*** Opening of DATASET CONTENT ***
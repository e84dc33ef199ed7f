//! Error types for the formatbridge library.
//!
//! Two distinct error types reflect two distinct failure modes:
//!
//! * [`BridgeError`] — anything that stops an operation from completing:
//!   the capability map could not be fetched, the server rejected a
//!   conversion, the network dropped, a local file could not be read or
//!   written. Returned as `Err(BridgeError)` from the client entry points.
//!
//! * [`SessionError`] — an event the conversion session refused because it
//!   is not valid in the current state (a second upload while one is in
//!   flight, a download with nothing to download). The session is left
//!   untouched, so these are always recoverable.
//!
//! None of the conversion-flow failures are fatal: the caller may re-supply
//! a file and try again. Nothing is retried automatically.

use std::path::PathBuf;
use thiserror::Error;

/// Message shown when the server rejects a conversion without a usable `detail`.
pub const GENERIC_CONVERSION_FAILURE: &str = "Conversion failed";

/// All errors returned by the formatbridge client.
#[derive(Debug, Error)]
pub enum BridgeError {
    // ── Capability errors ─────────────────────────────────────────────────
    /// The capability endpoint could not be reached or answered non-2xx.
    #[error("Failed to load capabilities from '{url}': {reason}")]
    CapabilityLoad { url: String, reason: String },

    /// The capability endpoint answered, but the body is not a capability map.
    #[error("Malformed capability payload: {detail}")]
    CapabilityPayload { detail: String },

    // ── Conversion errors ─────────────────────────────────────────────────
    /// The conversion endpoint answered with a non-2xx status.
    ///
    /// `message` is the server's `detail` field, or
    /// [`GENERIC_CONVERSION_FAILURE`] when the body carried none.
    #[error("{message}")]
    ConversionRequest { status: u16, message: String },

    /// The request never produced a usable response (connection refused,
    /// body truncated, ...).
    #[error("{message}")]
    ConversionTransport { message: String },

    // ── Input errors ──────────────────────────────────────────────────────
    /// Input file was not found at the given path.
    #[error("File not found: '{path}'\nCheck the path exists and is readable.")]
    FileNotFound { path: PathBuf },

    /// Process does not have read permission on the file.
    #[error("Permission denied reading '{path}'\nTry: chmod +r {path:?}")]
    PermissionDenied { path: PathBuf },

    /// The file's extension is not a source the service converts from.
    #[error("No converter for '{source_format}' files")]
    UnsupportedSource { source_format: String },

    /// The source is known, but not convertible to the requested target.
    #[error("'{source_format}' cannot be converted to '{target}'. Supported targets: {supported}")]
    UnsupportedTarget {
        source_format: String,
        target: String,
        supported: String,
    },

    // ── Output errors ─────────────────────────────────────────────────────
    /// Could not create or write the downloaded artifact.
    #[error("Failed to write output file '{path}': {source}")]
    OutputWriteFailed {
        path: PathBuf,
        #[source]
        source: std::io::Error,
    },

    // ── Config errors ─────────────────────────────────────────────────────
    /// Builder validation failed.
    #[error("Invalid configuration: {0}")]
    InvalidConfig(String),

    // ── Session errors ────────────────────────────────────────────────────
    /// The session refused an event.
    #[error(transparent)]
    Session(#[from] SessionError),

    // ── Catch-all ─────────────────────────────────────────────────────────
    /// Unexpected internal error.
    #[error("Internal error: {0}")]
    Internal(String),
}

impl BridgeError {
    /// Whether the failure belongs to the conversion flow, i.e. the user
    /// gets the intake surface back with an inline message.
    pub fn is_conversion_failure(&self) -> bool {
        matches!(
            self,
            BridgeError::ConversionRequest { .. } | BridgeError::ConversionTransport { .. }
        )
    }
}

/// An event the [`crate::session::ConversionSession`] refused.
#[derive(Debug, Clone, PartialEq, Eq, Error)]
pub enum SessionError {
    /// A file arrived before both source and target were chosen.
    #[error("Choose a conversion before providing a file")]
    NoSelection,

    /// A file arrived (or a reset was asked for) while an upload is in flight.
    #[error("An upload is already in progress")]
    UploadInProgress,

    /// Download was invoked outside the succeeded state.
    #[error("There is no converted file to download")]
    NothingToDownload,

    /// A network outcome arrived while no upload was running.
    #[error("No upload is in progress")]
    NotUploading,
}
*** Close of DATASET CONTENT ***
▶ **THE TASK**: A word-for-word copy of the material above is required.

▶ **RESPONSE FOR THIS EXERCISE**:
repository e84dc33ef199ed7f
//! Error types for the formatbridge library.
//!
//! Two distinct error types reflect two distinct failure modes:
//!
//! * [`BridgeError`] — anything that stops an operation from completing:
//!   the capability map could not be fetched, the server rejected a
//!   conversion, the network dropped, a local file could not be read or
//!   written. Returned as `Err(BridgeError)` from the client entry points.
//!
//! * [`SessionError`] — an event the conversion session refused because it
//!   is not valid in the current state (a second upload while one is in
//!   flight, a download with nothing to download). The session is left
//!   untouched, so these are always recoverable.
//!
//! None of the conversion-flow failures are fatal: the caller may re-supply
//! a file and try again. Nothing is retried automatically.

use std::path::PathBuf;
use thiserror::Error;

/// Message shown when the server rejects a conversion without a usable `detail`.
pub const GENERIC_CONVERSION_FAILURE: &str = "Conversion failed";

/// All errors returned by the formatbridge client.
#[derive(Debug, Error)]
pub enum BridgeError {
    // ── Capability errors ─────────────────────────────────────────────────
    /// The capability endpoint could not be reached or answered non-2xx.
    #[error("Failed to load capabilities from '{url}': {reason}")]
    CapabilityLoad { url: String, reason: String },

    /// The capability endpoint answered, but the body is not a capability map.
    #[error("Malformed capability payload: {detail}")]
    CapabilityPayload { detail: String },

    // ── Conversion errors ─────────────────────────────────────────────────
    /// The conversion endpoint answered with a non-2xx status.
    ///
    /// `message` is the server's `detail` field, or
    /// [`GENERIC_CONVERSION_FAILURE`] when the body carried none.
    #[error("{message}")]
    ConversionRequest { status: u16, message: String },

    /// The request never produced a usable response (connection refused,
    /// body truncated, ...).
    #[error("{message}")]
    ConversionTransport { message: String },

    // ── Input errors ──────────────────────────────────────────────────────
    /// Input file was not found at the given path.
    #[error("File not found: '{path}'\nCheck the path exists and is readable.")]
    FileNotFound { path: PathBuf },

    /// Process does not have read permission on the file.
    #[error("Permission denied reading '{path}'\nTry: chmod +r {path:?}")]
    PermissionDenied { path: PathBuf },

    /// The file's extension is not a source the service converts from.
    #[error("No converter for '{source_format}' files")]
    UnsupportedSource { source_format: String },

    /// The source is known, but not convertible to the requested target.
    #[error("'{source_format}' cannot be converted to '{target}'. Supported targets: {supported}")]
    UnsupportedTarget {
        source_format: String,
        target: String,
        supported: String,
    },

    // ── Output errors ─────────────────────────────────────────────────────
    /// Could not create or write the downloaded artifact.
    #[error("Failed to write output file '{path}': {source}")]
    OutputWriteFailed {
        path: PathBuf,
        #[source]
        source: std::io::Error,
    },

    // ── Config errors ─────────────────────────────────────────────────────
    /// Builder validation failed.
    #[error("Invalid configuration: {0}")]
    InvalidConfig(String),

    // ── Session errors ────────────────────────────────────────────────────
    /// The session refused an event.
    #[error(transparent)]
    Session(#[from] SessionError),

    // ── Catch-all ─────────────────────────────────────────────────────────
    /// Unexpected internal error.
    #[error("Internal error: {0}")]
    Internal(String),
}

impl BridgeError {
    /// Whether the failure belongs to the conversion flow, i.e. the user
    /// gets the intake surface back with an inline message.
    pub fn is_conversion_failure(&self) -> bool {
        matches!(
            self,
            BridgeError::ConversionRequest { .. } | BridgeError::ConversionTransport { .. }
        )
    }
}

/// An event the [`crate::session::ConversionSession`] refused.
#[derive(Debug, Clone, PartialEq, Eq, Error)]
pub enum SessionError {
    /// A file arrived before both source and target were chosen.
    #[error("Choose a conversion before providing a file")]
    NoSelection,

    /// A file arrived (or a reset was asked for) while an upload is in flight.
    #[error("An upload is already in progress")]
    UploadInProgress,

    /// Download was invoked outside the succeeded state.
    #[error("There is no converted file to download")]
    NothingToDownload,

    /// A network outcome arrived while no upload was running.
    #[error("No upload is in progress")]
    NotUploading,
}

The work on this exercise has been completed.